WHAT TO PRODUCE. Up to and including the line containing "quotes by default", please reproduce the lines of the listing below, starting from the top.
+++ EXERCISE INPUTS +++
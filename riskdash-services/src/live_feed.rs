//! Live Feed Generator
//!
//! Background producer that synthesizes market ticks (and the occasional risk
//! alert) and publishes them on the event bus. The returned handle stops the
//! producer explicitly or when dropped.

use std::collections::HashMap;
use std::sync::atomic::{AtomicU64, Ordering};
use std::sync::Arc;
use std::time::Duration;

use parking_lot::Mutex;
use rand::rngs::StdRng;
use rand::{Rng, SeedableRng};
use tokio::task::JoinHandle;
use tokio::time::{interval, MissedTickBehavior};
use serde::Serialize;
use tracing::{debug, info, warn};

use riskdash_core::{DomainEvent, MarketTick, MARKET_DATA_TOPIC, RISK_ALERTS_TOPIC};

use crate::clock::SharedClock;
use crate::config::LiveFeedSettings;
use crate::event_bus::EventBus;
use crate::gateway::simulation::{alert_from_template, alert_template_count};

/// Symbols the generator quotes by default
const DEFAULT_SYMBOLS: &[&str] = &["AAPL", "MSFT", "NVDA", "JPM", "XOM", "UNH", "TSLA", "SPY"];

/// Partitions spread across `partition_hint`
const PARTITIONS: i32 = 4;

/// Largest per-tick relative price move
const MAX_TICK_MOVE: f64 = 0.002;

/// Shortest tick the background loop accepts
const MIN_TICK: Duration = Duration::from_millis(1);

/// Serialize an event payload, logging and skipping it on failure
fn encode_payload<P: Serialize>(kind: &str, payload: &P) -> Option<serde_json::Value> {
    match serde_json::to_value(payload) {
        Ok(value) => Some(value),
        Err(e) => {
            warn!("[LiveFeed] Dropping {} event, payload failed to serialize: {}", kind, e);
            None
        }
    }
}

/// Configuration for the live feed
#[derive(Debug, Clone)]
pub struct LiveFeedConfig {
    pub tick: Duration,
    /// Publish an alert every N ticks (0 disables alerts)
    pub alert_every: u64,
    pub symbols: Vec<String>,
}

impl Default for LiveFeedConfig {
    fn default() -> Self {
        Self {
            tick: Duration::from_millis(100),
            alert_every: 50,
            symbols: DEFAULT_SYMBOLS.iter().map(|s| s.to_string()).collect(),
        }
    }
}

impl From<&LiveFeedSettings> for LiveFeedConfig {
    fn from(settings: &LiveFeedSettings) -> Self {
        Self {
            tick: settings.tick(),
            alert_every: settings.alert_every,
            ..Self::default()
        }
    }
}

/// Synthesizes domain events and publishes them on the bus
pub struct LiveFeedGenerator {
    bus: Arc<EventBus>,
    clock: SharedClock,
    config: LiveFeedConfig,
    sequence: AtomicU64,
    ticks: AtomicU64,
    rng: Mutex<StdRng>,
    /// Last quoted price per symbol (random walk)
    prices: Mutex<HashMap<String, f64>>,
}

impl LiveFeedGenerator {
    pub fn new(bus: Arc<EventBus>, clock: SharedClock, config: LiveFeedConfig) -> Self {
        Self {
            bus,
            clock,
            config,
            sequence: AtomicU64::new(0),
            ticks: AtomicU64::new(0),
            rng: Mutex::new(StdRng::from_os_rng()),
            prices: Mutex::new(HashMap::new()),
        }
    }

    /// Use a reproducible random sequence
    pub fn with_seed(mut self, seed: u64) -> Self {
        self.rng = Mutex::new(StdRng::seed_from_u64(seed));
        self
    }

    fn next_sequence(&self) -> u64 {
        self.sequence.fetch_add(1, Ordering::SeqCst) + 1
    }

    /// Build the next market tick event
    pub fn next_market_event(&self) -> Option<DomainEvent> {
        let (symbol, price, volume, partition) = {
            let mut rng = self.rng.lock();
            let symbol = if self.config.symbols.is_empty() {
                "SPY".to_string()
            } else {
                let index = rng.random_range(0..self.config.symbols.len());
                self.config.symbols[index].clone()
            };

            let mut prices = self.prices.lock();
            let price = prices
                .entry(symbol.clone())
                .or_insert_with(|| rng.random_range(50.0..500.0));
            *price *= 1.0 + rng.random_range(-MAX_TICK_MOVE..MAX_TICK_MOVE);

            (
                symbol,
                *price,
                rng.random_range(100..10_000u64),
                rng.random_range(0..PARTITIONS),
            )
        };

        let tick = MarketTick {
            symbol: symbol.clone(),
            price,
            volume,
        };
        let payload = encode_payload("market", &tick)?;
        Some(DomainEvent::new(
            MARKET_DATA_TOPIC,
            partition,
            self.next_sequence(),
            self.clock.now(),
            symbol,
            payload,
        ))
    }

    /// Build the next risk alert event
    pub fn next_alert_event(&self) -> Option<DomainEvent> {
        let (template, partition) = {
            let mut rng = self.rng.lock();
            (
                rng.random_range(0..alert_template_count()),
                rng.random_range(0..PARTITIONS),
            )
        };
        let now = self.clock.now();
        let alert = alert_from_template(template, now);

        let payload = encode_payload("alert", &alert)?;
        Some(DomainEvent::new(
            RISK_ALERTS_TOPIC,
            partition,
            self.next_sequence(),
            now,
            alert.metric.clone().unwrap_or_default(),
            payload,
        ))
    }

    /// Publish one tick's worth of events, returning how many were published
    pub fn tick(&self) -> usize {
        let tick = self.ticks.fetch_add(1, Ordering::SeqCst) + 1;
        let mut published = 0;

        if let Some(event) = self.next_market_event() {
            self.bus.publish_event(&event);
            published += 1;
        }
        if self.config.alert_every > 0 && tick % self.config.alert_every == 0 {
            if let Some(event) = self.next_alert_event() {
                self.bus.publish_event(&event);
                published += 1;
            }
        }
        published
    }

    /// Total ticks emitted so far
    pub fn ticks(&self) -> u64 {
        self.ticks.load(Ordering::SeqCst)
    }

    /// Start publishing on a fixed period until the handle is stopped
    pub fn start(self: Arc<Self>) -> LiveFeedHandle {
        info!(
            "[LiveFeed] Starting live feed: {:?} tick, {} symbols",
            self.config.tick,
            self.config.symbols.len()
        );

        let generator = Arc::clone(&self);
        let task = tokio::spawn(async move {
            let mut ticker = interval(generator.config.tick.max(MIN_TICK));
            ticker.set_missed_tick_behavior(MissedTickBehavior::Skip);

            loop {
                ticker.tick().await;
                generator.tick();

                let ticks = generator.ticks();
                if ticks % 600 == 0 {
                    debug!("[LiveFeed] {} ticks published", ticks);
                }
            }
        });

        LiveFeedHandle {
            task,
            generator: self,
        }
    }
}

impl std::fmt::Debug for LiveFeedGenerator {
    fn fmt(&self, f: &mut std::fmt::Formatter<'_>) -> std::fmt::Result {
        f.debug_struct("LiveFeedGenerator")
            .field("config", &self.config)
            .field("ticks", &self.ticks())
            .finish()
    }
}

/// Stops the generator on [`LiveFeedHandle::stop`] or drop
#[derive(Debug)]
pub struct LiveFeedHandle {
    task: JoinHandle<()>,
    generator: Arc<LiveFeedGenerator>,
}

impl LiveFeedHandle {
    pub fn stop(&self) {
        if !self.task.is_finished() {
            self.task.abort();
            info!(
                "[LiveFeed] Stopped after {} ticks",
                self.generator.ticks()
            );
        }
    }

    pub fn is_running(&self) -> bool {
        !self.task.is_finished()
    }

    pub fn generator(&self) -> &Arc<LiveFeedGenerator> {
        &self.generator
    }
}

impl Drop for LiveFeedHandle {
    fn drop(&mut self) {
        self.task.abort();
    }
}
+++
SOLUTION.
filename riskdash-services/src/live_feed.rs
//! Live Feed Generator
//!
//! Background producer that synthesizes market ticks (and the occasional risk
//! alert) and publishes them on the event bus. The returned handle stops the
//! producer explicitly or when dropped.

use std::collections::HashMap;
use std::sync::atomic::{AtomicU64, Ordering};
use std::sync::Arc;
use std::time::Duration;

use parking_lot::Mutex;
use rand::rngs::StdRng;
use rand::{Rng, SeedableRng};
use tokio::task::JoinHandle;
use tokio::time::{interval, MissedTickBehavior};
use serde::Serialize;
use tracing::{debug, info, warn};

use riskdash_core::{DomainEvent, MarketTick, MARKET_DATA_TOPIC, RISK_ALERTS_TOPIC};

use crate::clock::SharedClock;
use crate::config::LiveFeedSettings;
use crate::event_bus::EventBus;
use crate::gateway::simulation::{alert_from_template, alert_template_count};

/// Symbols the generator quotes by default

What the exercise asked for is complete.